日が傾き始めた庭で、エメラルドグリーン髪のロングヘアーを揺らしながら、美しい顔立ちの竜妃シグレがソラに声を掛けた。
「いやっ、もう少しここで遊ぶの」
無理矢理連れ帰ろうとするが、木の幹を確りつかんで離そうとしない――
「玩具は遊んだら片付けなさい」
「いやっ……」
竜妃シグレがソラを軽く叱ると、ソラが大声で泣きじゃくった――
「こんなにご飯を残してからに! 全部食べなさい!」
「いやっ。母様もキューリーを毎回残しているのに、どうして残したらいけないの」
ソラは頬をプクリと膨らませ首を左右に振って、椅子から飛び降り自分の部屋に走っていく。
「ぐぬぬぬ」
その後ろ姿を見送りながら、確かに知らず知らずキューリーを皿の横に食べ残していた自分を思い出す。いつのまにか口の立つようになったソラに言い負かされ、首をがくりと落とした。このところ食事だけではなく、何かにつけて我が子が生意気なことを言ったり、反抗的な態度を取るようになっていた。
「ソラちゃんが、不良になってしまいましたわ」
ぐったりと疲れ切った様子の竜妃は、悲鳴じみた声を上げた。
「ふふふ、竜妃様……どのこでも普通にかかるイヤイヤ期ですよ。ソラ様の自立心が芽生えた喜ばしい事案です。私の大分年の離れた一番下の妹も、着替えが嫌だと言ってはいつも泣いており、両親をほとほと困らせたのを思い出します」
そう言って、メイドのアリッサはクスクスと笑った。
「そのイヤイヤ期というのは、いつまで続くのかしら?」
「そうですね……我が種族の子供なら一、二年で反抗は見せなくなりますね。

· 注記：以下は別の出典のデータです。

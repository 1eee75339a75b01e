use std::path::Path;

use tokenizers::Tokenizer;

use super::assembler::PromptError;

/// Measures text in the unit the prompt budget is expressed in.
pub trait TokenCounter: Send + Sync {
    fn count(&self, text: &str) -> usize;

    fn unit(&self) -> &'static str;
}

/// Counts Unicode scalar values, so Hangul and ASCII weigh the same.
#[derive(Debug, Clone, Copy, Default)]
pub struct CharCounter;

impl TokenCounter for CharCounter {
    fn count(&self, text: &str) -> usize {
        text.chars().count()
    }

    fn unit(&self) -> &'static str {
        "chars"
    }
}

/// Counts tokens with the generator's own `tokenizer.json`.
pub struct HfTokenCounter {
    tokenizer: Tokenizer,
}

impl HfTokenCounter {
    pub fn from_file(path: &Path) -> Result<Self, PromptError> {
        let tokenizer = Tokenizer::from_file(path)
            .map_err(|e| PromptError::Tokenizer(format!("{}: {}", path.display(), e)))?;
        Ok(Self { tokenizer })
    }
}

impl TokenCounter for HfTokenCounter {
    fn count(&self, text: &str) -> usize {
        match self.tokenizer.encode(text, false) {
            Ok(encoding) => encoding.len(),
            Err(e) => {
                tracing::warn!("Tokenizer failed, counting chars instead: {}", e);
                text.chars().count()
            }
        }
    }

    fn unit(&self) -> &'static str {
        "tokens"
    }
}

#[cfg(test)]
mod tests {
    use super::*;

    #[test]
    fn char_counter_counts_scalars_not_bytes() {
        assert_eq!(CharCounter.count("안녕"), 2);
        assert_eq!(CharCounter.count("hi"), 2);
        assert_eq!(CharCounter.count(""), 0);
    }

    #[test]
    fn missing_tokenizer_file_is_an_error() {
        let dir = tempfile::tempdir().expect("tempdir");
        assert!(HfTokenCounter::from_file(&dir.path().join("tokenizer.json")).is_err());
    }
}
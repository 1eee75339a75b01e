use std::sync::Arc;

use axum::extract::State;
use axum::response::IntoResponse;
use axum::Json;
use serde_json::json;

use crate::rag::RetrieverStatus;
use crate::state::AppState;

pub async fn health(State(state): State<Arc<AppState>>) -> impl IntoResponse {
    let backend = state.chat.generator().backend();
    let model_status = match backend.health_check().await {
        Ok(true) => "loaded",
        Ok(false) => "unavailable",
        Err(err) => {
            tracing::warn!("Backend health check failed: {}", err);
            "unavailable"
        }
    };

    let retriever = state.chat.retriever().status();
    let passages = match &retriever {
        RetrieverStatus::Loaded { passages, .. } => *passages,
        RetrieverStatus::NotLoaded { .. } => 0,
    };
    let sessions = state.chat.sessions().count().await.unwrap_or(0);

    Json(json!({
        "status": "ok",
        "model": backend.model(),
        "backend": backend.name(),
        "model_status": model_status,
        "retriever_status": retriever,
        "passages": passages,
        "sessions": sessions,
    }))
}
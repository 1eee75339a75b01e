use std::time::Duration;

use async_trait::async_trait;
use reqwest::Client;
use serde::Deserialize;
use serde_json::json;

use super::error::RetrievalError;
use crate::core::config::types::EmbedderConfig;

/// Maps text to fixed-dimension vectors.
///
/// The same embedder must be used to build the corpus index and to embed
/// queries, otherwise similarity scores are meaningless.
#[async_trait]
pub trait Embedder: Send + Sync {
    fn name(&self) -> &str;

    async fn embed(&self, inputs: &[String]) -> Result<Vec<Vec<f32>>, RetrievalError>;
}

/// Embedder backed by an OpenAI-compatible `/v1/embeddings` endpoint
/// (llama-server, LM Studio, Ollama, text-embeddings-inference).
#[derive(Clone)]
pub struct HttpEmbedder {
    base_url: String,
    model: String,
    api_key: Option<String>,
    client: Client,
}

#[derive(Deserialize)]
struct EmbeddingsResponse {
    data: Vec<EmbeddingItem>,
}

#[derive(Deserialize)]
struct EmbeddingItem {
    #[serde(default)]
    index: usize,
    embedding: Vec<f32>,
}

impl HttpEmbedder {
    pub fn new(config: &EmbedderConfig) -> Result<Self, RetrievalError> {
        let client = Client::builder()
            .timeout(Duration::from_secs(config.timeout_secs))
            .build()
            .map_err(|e| RetrievalError::Embedding(e.to_string()))?;
        Ok(Self {
            base_url: config.base_url.trim_end_matches('/').to_string(),
            model: config.model.clone(),
            api_key: config.api_key.clone(),
            client,
        })
    }
}

#[async_trait]
impl Embedder for HttpEmbedder {
    fn name(&self) -> &str {
        &self.model
    }

    async fn embed(&self, inputs: &[String]) -> Result<Vec<Vec<f32>>, RetrievalError> {
        if inputs.is_empty() {
            return Ok(Vec::new());
        }

        let url = format!("{}/v1/embeddings", self.base_url);
        let body = json!({
            "model": self.model,
            "input": inputs,
        });

        let mut request = self.client.post(&url).json(&body);
        if let Some(key) = &self.api_key {
            request = request.bearer_auth(key);
        }

        let res = request
            .send()
            .await
            .map_err(|e| RetrievalError::Embedding(format!("request to {} failed: {}", url, e)))?;

        if !res.status().is_success() {
            let status = res.status();
            let text = res.text().await.unwrap_or_default();
            return Err(RetrievalError::Embedding(format!(
                "embedding endpoint returned {}: {}",
                status, text
            )));
        }

        let mut payload: EmbeddingsResponse = res
            .json()
            .await
            .map_err(|e| RetrievalError::Embedding(format!("invalid embedding response: {}", e)))?;

        if payload.data.len() != inputs.len() {
            return Err(RetrievalError::Embedding(format!(
                "expected {} embeddings, got {}",
                inputs.len(),
                payload.data.len()
            )));
        }

        payload.data.sort_by_key(|item| item.index);
        Ok(payload.data.into_iter().map(|item| item.embedding).collect())
    }
}
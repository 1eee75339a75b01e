use std::env;
use std::fs;
use std::path::{Path, PathBuf};
use std::sync::Arc;

use serde_json::{Map, Value};

use super::paths::AppPaths;
use super::types::AppConfig;
use super::validation::validate_config;
use crate::core::errors::ApiError;

const REDACT_PLACEHOLDER: &str = "****";

const SENSITIVE_PATTERNS: [&str; 8] = [
    "api_key",
    "secret",
    "password",
    "_token",
    "credential",
    "private_key",
    "bearer",
    "access_key",
];

const SENSITIVE_WHITELIST: [&str; 3] = ["max_tokens", "max_new_tokens", "tokenizer_path"];

#[derive(Clone)]
pub struct ConfigService {
    paths: Arc<AppPaths>,
}

impl ConfigService {
    pub fn new(paths: Arc<AppPaths>) -> Self {
        Self { paths }
    }

    pub fn config_path(&self) -> PathBuf {
        if let Ok(path) = env::var("COUNSEL_CONFIG_PATH") {
            return PathBuf::from(path);
        }

        let data_config = self.paths.data_dir.join("config.yml");
        if data_config.exists() {
            return data_config;
        }

        self.paths.project_root.join("config.yml")
    }

    /// Raw merged view of `config.yml` and `secrets.yaml`.
    pub fn load_raw(&self) -> Result<Value, ApiError> {
        let public_config = load_yaml_file(&self.config_path())?;
        let secrets_config = load_yaml_file(&self.paths.secrets_path)?;
        Ok(deep_merge(&public_config, &secrets_config))
    }

    /// Loads, applies environment overrides, and validates the configuration.
    pub fn load_config(&self) -> Result<AppConfig, ApiError> {
        let raw = self.load_raw()?;
        let mut config: AppConfig = serde_json::from_value(raw)
            .map_err(|e| ApiError::BadRequest(format!("Invalid configuration: {}", e)))?;
        apply_env_overrides(&mut config);
        validate_config(&config)?;
        Ok(config)
    }

    pub fn redact_sensitive_values(&self, value: &Value) -> Value {
        redact_sensitive_values(value)
    }
}

fn load_yaml_file(path: &Path) -> Result<Value, ApiError> {
    if !path.exists() {
        return Ok(Value::Object(Map::new()));
    }

    let contents = fs::read_to_string(path).map_err(|e| {
        ApiError::Internal(format!("Failed to read {}: {}", path.display(), e))
    })?;
    if contents.trim().is_empty() {
        return Ok(Value::Object(Map::new()));
    }
    let value = serde_yaml::from_str::<Value>(&contents).map_err(|e| {
        ApiError::BadRequest(format!("Failed to parse {}: {}", path.display(), e))
    })?;
    match value {
        Value::Object(_) => Ok(value),
        Value::Null => Ok(Value::Object(Map::new())),
        _ => Err(ApiError::BadRequest(format!(
            "{} must contain a mapping at the top level",
            path.display()
        ))),
    }
}

fn apply_env_overrides(config: &mut AppConfig) {
    if let Some(port) = env::var("PORT").ok().and_then(|v| v.parse::<u16>().ok()) {
        config.server.port = port;
    }
    if let Ok(host) = env::var("COUNSEL_HOST") {
        if !host.trim().is_empty() {
            config.server.host = host.trim().to_string();
        }
    }
}

fn deep_merge(base: &Value, override_value: &Value) -> Value {
    match (base, override_value) {
        (Value::Object(base_map), Value::Object(override_map)) => {
            let mut merged: Map<String, Value> = base_map.clone();
            for (key, value) in override_map {
                let merged_value = match merged.get(key) {
                    Some(existing) => deep_merge(existing, value),
                    None => value.clone(),
                };
                merged.insert(key.clone(), merged_value);
            }
            Value::Object(merged)
        }
        _ => override_value.clone(),
    }
}

fn redact_sensitive_values(value: &Value) -> Value {
    match value {
        Value::Object(map) => {
            let mut redacted = Map::new();
            for (key, val) in map {
                if is_sensitive_key(key) && !val.is_null() {
                    redacted.insert(key.clone(), Value::String(REDACT_PLACEHOLDER.to_string()));
                } else {
                    redacted.insert(key.clone(), redact_sensitive_values(val));
                }
            }
            Value::Object(redacted)
        }
        Value::Array(items) => Value::Array(items.iter().map(redact_sensitive_values).collect()),
        _ => value.clone(),
    }
}

fn is_sensitive_key(key: &str) -> bool {
    let key_lower = key.to_lowercase();
    if SENSITIVE_WHITELIST
        .iter()
        .any(|allowed| *allowed == key_lower)
    {
        return false;
    }
    SENSITIVE_PATTERNS
        .iter()
        .any(|pattern| key_lower.contains(pattern))
}

#[cfg(test)]
mod tests {
    use super::*;
    use serde_json::json;

    fn service_in(dir: &Path) -> ConfigService {
        let paths = AppPaths::from_dirs(dir.to_path_buf(), dir.to_path_buf());
        ConfigService::new(Arc::new(paths))
    }

    #[test]
    fn deep_merge_merges_objects_and_overrides_scalars() {
        let base = json!({
            "a": 1,
            "b": { "c": 2, "d": 3 },
            "arr": [1, 2]
        });
        let override_value = json!({
            "b": { "c": 99 },
            "arr": [3],
            "e": "x"
        });

        let merged = deep_merge(&base, &override_value);

        assert_eq!(
            merged,
            json!({
                "a": 1,
                "b": { "c": 99, "d": 3 },
                "arr": [3],
                "e": "x"
            })
        );
    }

    #[test]
    fn redact_hides_api_keys_but_not_token_budgets() {
        let input = json!({
            "retrieval": { "embedder": { "api_key": "sk-live", "model": "bge-m3" } },
            "summary": { "max_new_tokens": 400 }
        });

        let redacted = redact_sensitive_values(&input);

        assert_eq!(
            redacted,
            json!({
                "retrieval": { "embedder": { "api_key": "****", "model": "bge-m3" } },
                "summary": { "max_new_tokens": 400 }
            })
        );
    }

    #[test]
    fn missing_files_yield_default_config() {
        let dir = tempfile::tempdir().expect("tempdir");
        let service = service_in(dir.path());
        let config = service.load_config().expect("defaults");
        assert_eq!(config.session.history_window, 6);
        assert_eq!(config.retrieval.top_k, 3);
    }

    #[test]
    fn secrets_file_is_merged_over_public_config() {
        let dir = tempfile::tempdir().expect("tempdir");
        fs::write(
            dir.path().join("config.yml"),
            "retrieval:\n  top_k: 4\n  embedder:\n    model: e5\n",
        )
        .expect("write config");
        fs::write(
            dir.path().join("secrets.yaml"),
            "retrieval:\n  embedder:\n    api_key: hidden\n",
        )
        .expect("write secrets");

        let service = service_in(dir.path());
        let config = service.load_config().expect("load");
        assert_eq!(config.retrieval.top_k, 4);
        assert_eq!(config.retrieval.embedder.model, "e5");
        assert_eq!(config.retrieval.embedder.api_key.as_deref(), Some("hidden"));
    }

    #[test]
    fn invalid_yaml_is_rejected() {
        let dir = tempfile::tempdir().expect("tempdir");
        fs::write(dir.path().join("config.yml"), "- just\n- a list\n").expect("write");
        let service = service_in(dir.path());
        assert!(service.load_config().is_err());
    }
}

子供に対して怒りをぶつけたり、相手にしないのは愚策です」
アリッサの的確なアドバイスに、うつむきながら竜妃が頷く。
「はぁ~二年ですか。子育てとは忍耐ですね」
気持ちを切り替えるように、竜妃シグレが大きな溜息を吐く。
「竜妃様、失礼かもしれませんが竜族の寿命は、我々と比べれば数十倍以上は長いので、成長期間もそれ相応かと思いますが……」
「ひいぃーーーーっ!!」
メイドの言葉に、思わず白目を向いた竜妃シグレであった……。
その頃――
公務を終えた竜王が、ソラを抱え上げる。
「ずいぶん大きくなったみたいだな」
竜王はとても幸せそうに、ソラの顔を覗き込む。
「早く大きくなって父様みたいに空を飛ぶの」
そう言って、背中の翼をピコピコと動かした。
「早く大きくなって、一緒に飛ぼうな」
「うん。父様と飛ぶ」
ソラが屈託のない笑顔を竜王に向ける。
「上々、上々。ではいっしょに風呂に入るとするか」
竜王が上機嫌でソラの頭を優しく撫でた。
「父様とお風呂に入るのはいやっ」
ソラはプイッと顔を背け、竜王の手を払う。
そこには、別のイヤで轟沈している一人の父親がいた……。